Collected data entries
★ ★ ★ ★ ★ ★ ★
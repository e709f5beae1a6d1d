//! Operator and target registries.
//!
//! Rendering consults a [`Registry`] to reject operators and targets the
//! filter language doesn't know about.

mod operators;
mod targets;

use serde::{Deserialize, Serialize};
use std::collections::BTreeSet;
use std::str::FromStr;

pub use operators::{OPERATORS, is_operator};
pub use targets::{TARGETS, Target, is_tag_tree_target, lookup};

pub trait Registry: Send + Sync {
    fn is_valid_operator(&self, name: &str) -> bool;
    fn is_valid_target(&self, name: &str) -> bool;
}

/// Which filter kind the targets are checked for.
#[derive(Debug, Default, Deserialize, Serialize, Clone, Copy, PartialEq, Eq)]
#[serde(rename_all = "lowercase")]
pub enum Dialect {
    /// Any known target.
    #[default]
    Generic,
    Interaction,
    Query,
}

impl FromStr for Dialect {
    type Err = String;

    fn from_str(value: &str) -> Result<Self, Self::Err> {
        match value.to_ascii_lowercase().as_str() {
            "generic" => Ok(Dialect::Generic),
            "interaction" => Ok(Dialect::Interaction),
            "query" => Ok(Dialect::Query),
            _ => Err(format!("invalid dialect: {value}")),
        }
    }
}

/// Registry backed by the built-in operator and target tables.
#[derive(Debug, Clone, Default)]
pub struct CsdlRegistry {
    dialect: Dialect,
    extra_targets: BTreeSet<String>,
}

impl CsdlRegistry {
    pub fn new(dialect: Dialect) -> Self {
        Self {
            dialect,
            extra_targets: BTreeSet::new(),
        }
    }

    /// Accept additional target names regardless of dialect.
    pub fn with_extra_targets<I, S>(mut self, targets: I) -> Self
    where
        I: IntoIterator<Item = S>,
        S: Into<String>,
    {
        self.extra_targets
            .extend(targets.into_iter().map(Into::into));
        self
    }

    pub fn dialect(&self) -> Dialect {
        self.dialect
    }
}

impl Registry for CsdlRegistry {
    fn is_valid_operator(&self, name: &str) -> bool {
        is_operator(name)
    }

    fn is_valid_target(&self, name: &str) -> bool {
        if self.extra_targets.contains(name) {
            return true;
        }
        let known = lookup(name);
        match self.dialect {
            Dialect::Generic => known.is_some(),
            Dialect::Interaction => known.is_some_and(|t| t.interaction),
            Dialect::Query => known.is_some_and(|t| t.query) || is_tag_tree_target(name),
        }
    }
}

#[cfg(test)]
mod tests {
    use super::*;

    #[test]
    fn test_operators() {
        let registry = CsdlRegistry::default();
        assert!(registry.is_valid_operator("contains_any"));
        assert!(registry.is_valid_operator("cs =="));
        assert!(!registry.is_valid_operator("fake"));
    }

    #[test]
    fn test_dialects() {
        let generic = CsdlRegistry::new(Dialect::Generic);
        let interaction = CsdlRegistry::new(Dialect::Interaction);
        let query = CsdlRegistry::new(Dialect::Query);

        assert!(generic.is_valid_target("interaction.tags"));
        assert!(!interaction.is_valid_target("interaction.tags"));
        assert!(interaction.is_valid_target("interaction.content"));

        assert!(!query.is_valid_target("fb.topics.website"));
        assert!(query.is_valid_target("fb.topic_ids"));
        assert!(query.is_valid_target("interaction.tag_tree.foo"));
        assert!(!generic.is_valid_target("interaction.tag_tree.foo"));
    }

    #[test]
    fn test_extra_targets() {
        let registry = CsdlRegistry::new(Dialect::Interaction).with_extra_targets(["tumblr.content"]);
        assert!(registry.is_valid_target("tumblr.content"));
        assert!(!registry.is_valid_target("tumblr.title"));
    }

    #[test]
    fn test_dialect_from_str() {
        assert_eq!("Query".parse::<Dialect>(), Ok(Dialect::Query));
        assert!("other".parse::<Dialect>().is_err());
    }
}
★ ★ ★ ★ ★ ★ ★
ACTIVITY
The answer must be the line containing "let interaction = CsdlRegistry::new(Dialect::Interaction);" and every line after it to the end of the data, each set down exactly.

RESPONSE TO THE TASK
        let interaction = CsdlRegistry::new(Dialect::Interaction);
        let query = CsdlRegistry::new(Dialect::Query);

        assert!(generic.is_valid_target("interaction.tags"));
        assert!(!interaction.is_valid_target("interaction.tags"));
        assert!(interaction.is_valid_target("interaction.content"));

        assert!(!query.is_valid_target("fb.topics.website"));
        assert!(query.is_valid_target("fb.topic_ids"));
        assert!(query.is_valid_target("interaction.tag_tree.foo"));
        assert!(!generic.is_valid_target("interaction.tag_tree.foo"));
    }

    #[test]
    fn test_extra_targets() {
        let registry = CsdlRegistry::new(Dialect::Interaction).with_extra_targets(["tumblr.content"]);
        assert!(registry.is_valid_target("tumblr.content"));
        assert!(!registry.is_valid_target("tumblr.title"));
    }

    #[test]
    fn test_dialect_from_str() {
        assert_eq!("Query".parse::<Dialect>(), Ok(Dialect::Query));
        assert!("other".parse::<Dialect>().is_err());
    }
}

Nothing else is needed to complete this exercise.